Em pesquisa realizada acerca da argumentatividade presente nos requerimentos, Lima (2014) constatou que a modalização volitiva é um fenômeno comum a todos os requerimentos investigados. O autor acredita que “ [...] pelo fato de o requerimento ser utilizado para fazer uma solicitação, os aspectos volitivos ocorrerão naturalmente, visto que a solicitação e o desejo de ser atendido estão interligados” (LIMA, 2014, p. 13).

Exemplo 22:

Eu gostaria que Ana fizesse a apresentação dos relatórios.

No exemplo 22, ao empregar o uso da expressão eu gostaria que, modalizador deôntico volitivo, o locutor responsável pelo enunciado apresenta o conteúdo “Ana fizesse a apresentação dos relatórios” como uma vontade ou desejo. Essa modalização, por apresentar o conteúdo do enunciado como um propósito do falante que anuncia uma deliberação, pode atenuar o discurso, de maneira que “[...] pode funcionar como uma estratégia argumentativa bastante eficaz, já que preserva tanto a face do locutor como a do interlocutor [...]”.

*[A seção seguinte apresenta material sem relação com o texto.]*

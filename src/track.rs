use nalgebra::SVector;
use tracing::debug;

use crate::detection::Detection;
use crate::kalman_filter::{tlbr_to_z, z_to_tlbr, KalmanFilter, StateCovariance, StateMean};
use crate::utils::centroid;

#[derive(Debug, Clone, Copy, PartialEq, Eq)]
pub enum TrackState {
    Tentative,
    Confirmed,
    Lost,
}

/// One tracked object: motion state plus lifecycle bookkeeping.
#[derive(Debug, Clone)]
pub struct Track {
    /// `[cx, cy, s, r, vcx, vcy, vs, vr]`
    mean: StateMean,
    covariance: StateCovariance,
    pub track_id: u64,
    pub state: TrackState,
    /// Cycles since creation.
    pub age: u32,
    /// Matched detections, the seeding one included.
    pub hits: u32,
    pub time_since_update: u32,
    min_hits: u32,
    /// Score of the last matched detection.
    pub score: f32,
    pub class_id: u32,
}

impl Track {
    /// Start a track from an unmatched detection. Velocities are zero.
    pub fn new(track_id: u64, detection: &Detection, min_hits: u32, kalman: &KalmanFilter) -> Self {
        let (mean, covariance) = kalman.initiate(&tlbr_to_z(detection.tlbr()));
        let mut track = Track {
            mean,
            covariance,
            track_id,
            state: TrackState::Tentative,
            age: 0,
            hits: 1,
            time_since_update: 0,
            min_hits,
            score: detection.confidence,
            class_id: detection.class_id,
        };
        track.refresh_confirmation();
        track
    }

    /// Advance the motion state one step.
    pub fn predict(&mut self, kalman: &KalmanFilter) {
        let (mean, covariance) = kalman.predict(&self.mean, &self.covariance);
        self.mean = mean;
        self.covariance = covariance;
        self.age += 1;
        self.time_since_update += 1;
    }

    /// Correct the motion state from the matched detection.
    pub fn update(&mut self, detection: &Detection, kalman: &KalmanFilter) {
        let z = tlbr_to_z(detection.tlbr());
        match kalman.update(&self.mean, &self.covariance, &z) {
            Some((mean, covariance)) => {
                self.mean = mean;
                self.covariance = covariance;
            }
            None => {
                debug!(track_id = self.track_id, "singular innovation covariance, re-initiating");
                let (mean, covariance) = kalman.initiate(&z);
                self.mean = mean;
                self.covariance = covariance;
            }
        }
        self.time_since_update = 0;
        self.hits += 1;
        self.score = detection.confidence;
        self.class_id = detection.class_id;
        self.refresh_confirmation();
    }

    fn refresh_confirmation(&mut self) {
        if self.state == TrackState::Tentative && self.hits >= self.min_hits {
            self.state = TrackState::Confirmed;
        }
    }

    pub fn mark_lost(&mut self) {
        self.state = TrackState::Lost;
    }

    pub fn is_confirmed(&self) -> bool {
        self.state == TrackState::Confirmed
    }

    pub fn is_lost(&self) -> bool {
        self.state == TrackState::Lost
    }

    /// False once the filter has diverged.
    pub fn is_finite(&self) -> bool {
        self.mean.iter().all(|v| v.is_finite())
    }

    /// Current box estimate as `[x1, y1, x2, y2]`.
    pub fn bbox(&self) -> SVector<f32, 4> {
        z_to_tlbr(self.mean[0], self.mean[1], self.mean[2], self.mean[3])
    }

    pub fn centroid(&self) -> (i32, i32) {
        centroid(&self.bbox())
    }

    pub fn velocity(&self) -> (f64, f64) {
        (self.mean[4], self.mean[5])
    }
}

#[cfg(test)]
mod tests {
    use super::*;
    use approx::assert_relative_eq;

    fn car(x1: f32, y1: f32, x2: f32, y2: f32) -> Detection {
        Detection::from_xyxy(x1, y1, x2, y2, 0.9, 2)
    }

    #[test]
    fn test_track_initialization() {
        let kf = KalmanFilter::new();
        let track = Track::new(1, &car(100.0, 100.0, 150.0, 150.0), 3, &kf);

        assert_eq!(track.track_id, 1);
        assert_eq!(track.hits, 1);
        assert_eq!(track.age, 0);
        assert_eq!(track.time_since_update, 0);
        assert_eq!(track.state, TrackState::Tentative);
        assert_eq!(track.velocity(), (0.0, 0.0));

        let bbox = track.bbox();
        assert_relative_eq!(bbox[0], 100.0, epsilon = 1e-3);
        assert_relative_eq!(bbox[3], 150.0, epsilon = 1e-3);
    }

    #[test]
    fn test_single_hit_confirms_immediately() {
        let kf = KalmanFilter::new();
        let track = Track::new(7, &car(0.0, 0.0, 10.0, 10.0), 1, &kf);
        assert!(track.is_confirmed());
    }

    #[test]
    fn test_confirmation_flips_at_min_hits() {
        let kf = KalmanFilter::new();
        let mut track = Track::new(1, &car(100.0, 100.0, 150.0, 150.0), 3, &kf);

        track.predict(&kf);
        track.update(&car(102.0, 100.0, 152.0, 150.0), &kf);
        assert_eq!(track.hits, 2);
        assert!(!track.is_confirmed());

        track.predict(&kf);
        track.update(&car(104.0, 100.0, 154.0, 150.0), &kf);
        assert_eq!(track.hits, 3);
        assert!(track.is_confirmed());
    }

    #[test]
    fn test_predict_ages_and_update_resets() {
        let kf = KalmanFilter::new();
        let mut track = Track::new(1, &car(100.0, 100.0, 150.0, 150.0), 3, &kf);

        track.predict(&kf);
        track.predict(&kf);
        assert_eq!(track.age, 2);
        assert_eq!(track.time_since_update, 2);

        track.update(&car(100.0, 100.0, 150.0, 150.0), &kf);
        assert_eq!(track.time_since_update, 0);
        assert_eq!(track.age, 2);
    }

    #[test]
    fn test_update_learns_velocity() {
        let kf = KalmanFilter::new();
        let mut track = Track::new(1, &car(100.0, 100.0, 150.0, 150.0), 3, &kf);
        for step in 1..=5 {
            let dx = 10.0 * step as f32;
            track.predict(&kf);
            track.update(&car(100.0 + dx, 100.0, 150.0 + dx, 150.0), &kf);
        }
        let (vx, vy) = track.velocity();
        assert!(vx > 5.0, "vx = {vx}");
        assert!(vy.abs() < 1.0);

        let (cx, _) = track.centroid();
        assert!(cx > 160 && cx < 180, "cx = {cx}");
    }

    #[test]
    fn test_lost_track_is_not_confirmed() {
        let kf = KalmanFilter::new();
        let mut track = Track::new(1, &car(0.0, 0.0, 10.0, 10.0), 1, &kf);
        track.mark_lost();
        assert!(track.is_lost());
        assert!(!track.is_confirmed());
    }
}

Em face ao exposto, foi possível notar que a modalização deôntica exerce um vasto leque de efeitos de sentido, os quais são materializados nos enunciados e imprimem orientações argumentativas, no sentido de indicar como o locutor deseja que o seu interlocutor compreenda o discurso. Nesse sentido, constituem estratégias semântico-argumentativas e pragmáticas, como afirma Nascimento (2010), ofertando possibilidades aos estudiosos da linguagem de compreender, analisar e observar como os discursos estão repletos de efeitos de sentido, de expressões de subjetividade.